Le site de Mexico City n’a rien de comparable avec celui d’une autre capitale. Il ne faut pas hésiter à s’élever, de préférence par temps clair, au sommet de la tour Latino-américaine pour prendre la mesure de cette gigantesque conurbation qui se déploie au cœur d’un bassin situé à 2 240 mètres d’altitude : une agglomération de plus de 24 millions d’habitants, dont plus d’un tiers rien que pour la ville de Mexico.
Si les villes de cette taille implantées à une telle altitude se comptent sur les doigts d’une main – Addis-Abeba, en Éthiopie, à 2 355 mètres et Bogota, en Colombie, à 2 640 mètres –, le cas de Mexico est sans aucun doute unique de par son déploiement dans le lit d’un lac (désormais asséché) et à proximité d’un volcan, le Popocatépetl, qui place la cité dans une zone hautement sismique. Une situation complexe qui synthétise bien les problématiques auxquelles les architectes du XXIe siècle doivent faire face. Pour comprendre cette implantation urbaine si particulière et son incroyable mutation, un rapide historique n’est pas superflu, tant les réflexions architecturales développées au cours du XXe siècle y sont liées.
On date les premières traces d’habitations à cet endroit au XIVesiècle (1325), alors que les Mexicas (des peuplades aztèques) commencent à s’installer sur une île du lac Texcoco. Peu à peu, l’agglomération gagne en supercie, notamment grâce à la création de digues et d’îlots flottants en bambou et limon servant à l’agriculture.

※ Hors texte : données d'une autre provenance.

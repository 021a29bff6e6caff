//! Input Bindings Module
//!
//! Maps physical keys to logical actions so movement and camera code never
//! looks at raw key codes.

use std::collections::HashMap;

use serde::{Deserialize, Serialize};

use super::KeyCode;

/// Logical input actions that can be bound to physical keys.
#[derive(Debug, Clone, Copy, PartialEq, Eq, Hash, Serialize, Deserialize)]
#[serde(rename_all = "snake_case")]
pub enum InputAction {
    /// Move forward (default: W)
    MoveForward,
    /// Move backward (default: S)
    MoveBack,
    /// Move or turn left (default: A)
    MoveLeft,
    /// Move or turn right (default: D)
    MoveRight,
    /// Jump (default: Space)
    Jump,
    /// Orbit camera left (default: ArrowLeft)
    CameraLeft,
    /// Orbit camera right (default: ArrowRight)
    CameraRight,
    /// Raise camera (default: ArrowUp)
    CameraUp,
    /// Lower camera (default: ArrowDown)
    CameraDown,
}

impl InputAction {
    /// Every action, in binding order.
    pub const ALL: [InputAction; 9] = [
        InputAction::MoveForward,
        InputAction::MoveBack,
        InputAction::MoveLeft,
        InputAction::MoveRight,
        InputAction::Jump,
        InputAction::CameraLeft,
        InputAction::CameraRight,
        InputAction::CameraUp,
        InputAction::CameraDown,
    ];

    /// Parse a logical action name (`"forward"`, `"jump"`, `"camera_left"`, ...).
    pub fn from_name(name: &str) -> Option<Self> {
        match name.trim().to_ascii_lowercase().as_str() {
            "forward" | "move_forward" => Some(InputAction::MoveForward),
            "back" | "backward" | "move_back" => Some(InputAction::MoveBack),
            "left" | "move_left" => Some(InputAction::MoveLeft),
            "right" | "move_right" => Some(InputAction::MoveRight),
            "jump" => Some(InputAction::Jump),
            "camera_left" => Some(InputAction::CameraLeft),
            "camera_right" => Some(InputAction::CameraRight),
            "camera_up" => Some(InputAction::CameraUp),
            "camera_down" => Some(InputAction::CameraDown),
            _ => None,
        }
    }
}

/// Stock layout: WASD to run, Space to jump, arrows or Q/E to orbit.
pub const DEFAULT_BINDINGS: [(KeyCode, InputAction); 11] = [
    (KeyCode::W, InputAction::MoveForward),
    (KeyCode::S, InputAction::MoveBack),
    (KeyCode::A, InputAction::MoveLeft),
    (KeyCode::D, InputAction::MoveRight),
    (KeyCode::Space, InputAction::Jump),
    (KeyCode::ArrowLeft, InputAction::CameraLeft),
    (KeyCode::ArrowRight, InputAction::CameraRight),
    (KeyCode::ArrowUp, InputAction::CameraUp),
    (KeyCode::ArrowDown, InputAction::CameraDown),
    (KeyCode::Q, InputAction::CameraLeft),
    (KeyCode::E, InputAction::CameraRight),
];

/// Key → action table. One key drives at most one action; an action may
/// have any number of keys.
#[derive(Debug, Clone)]
pub struct KeyBindings {
    table: HashMap<KeyCode, InputAction>,
}

impl Default for KeyBindings {
    fn default() -> Self {
        Self::new()
    }
}

impl KeyBindings {
    /// Table holding [`DEFAULT_BINDINGS`].
    pub fn new() -> Self {
        Self {
            table: DEFAULT_BINDINGS.into_iter().collect(),
        }
    }

    /// Point `key` at `action`, dropping whatever it drove before.
    /// `Unknown` cannot be bound.
    pub fn bind(&mut self, key: KeyCode, action: InputAction) {
        if key != KeyCode::Unknown {
            self.table.insert(key, action);
        }
    }

    pub fn unbind_key(&mut self, key: KeyCode) {
        self.table.remove(&key);
    }

    #[inline]
    pub fn get_action(&self, key: KeyCode) -> Option<InputAction> {
        self.table.get(&key).copied()
    }

    /// Keys driving `action`, in a stable order.
    pub fn keys_for(&self, action: InputAction) -> Vec<KeyCode> {
        let mut keys: Vec<KeyCode> = self
            .table
            .iter()
            .filter_map(|(&key, &bound)| (bound == action).then_some(key))
            .collect();
        keys.sort_by_key(|k| format!("{k:?}"));
        keys
    }
}

#[cfg(test)]
mod tests {
    use super::*;

    #[test]
    fn test_stock_layout_is_loaded() {
        let table = KeyBindings::new();
        for (key, action) in DEFAULT_BINDINGS {
            assert_eq!(table.get_action(key), Some(action));
        }
        assert_eq!(table.get_action(KeyCode::Unknown), None);
        assert_eq!(table.keys_for(InputAction::CameraRight), vec![KeyCode::ArrowRight, KeyCode::E]);
    }

    #[test]
    fn test_remapping_moves_key_to_new_action() {
        let mut table = KeyBindings::new();
        table.bind(KeyCode::W, InputAction::Jump);

        assert_eq!(table.get_action(KeyCode::W), Some(InputAction::Jump));
        assert_eq!(table.keys_for(InputAction::Jump), vec![KeyCode::Space, KeyCode::W]);
        assert!(table.keys_for(InputAction::MoveForward).is_empty());
    }

    #[test]
    fn test_unknown_key_cannot_be_bound() {
        let mut table = KeyBindings::new();
        table.bind(KeyCode::Unknown, InputAction::Jump);
        assert_eq!(table.get_action(KeyCode::Unknown), None);
    }

    #[test]
    fn test_unbinding_leaves_other_keys() {
        let mut table = KeyBindings::new();
        table.unbind_key(KeyCode::Q);
        assert_eq!(table.get_action(KeyCode::Q), None);
        assert_eq!(table.keys_for(InputAction::CameraLeft), vec![KeyCode::ArrowLeft]);
    }

    #[test]
    fn test_action_names_parse_loosely() {
        assert_eq!(InputAction::from_name("forward"), Some(InputAction::MoveForward));
        assert_eq!(InputAction::from_name(" Jump "), Some(InputAction::Jump));
        assert_eq!(InputAction::from_name("camera_up"), Some(InputAction::CameraUp));
        assert_eq!(InputAction::from_name("sprint"), None);
    }
}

Sous le nom de Tenochtitlán, elle devient la capitale de l’empire aztèque, abritant, selon les estimations les plus probables, une population avoisinant les 250 000 âmes au début du XVIe siècle. Elle s’étend alors à l’intérieur d’un carré de 3 km de côté qui se divise en quatre grands secteurs à la croisée desquels se trouve le centre religieux, le Grand Temple (Templo Mayor). Comme pour amplifier cette symétrie, quatre profondes artères et de nombreux canaux permettent de traverser la cité, qui s’articule, comme on le devine, selon un schéma urbain très organisé, avec ses tribunaux, ses arsenaux, ses écoles, ses marchés et même ses toilettes publiques.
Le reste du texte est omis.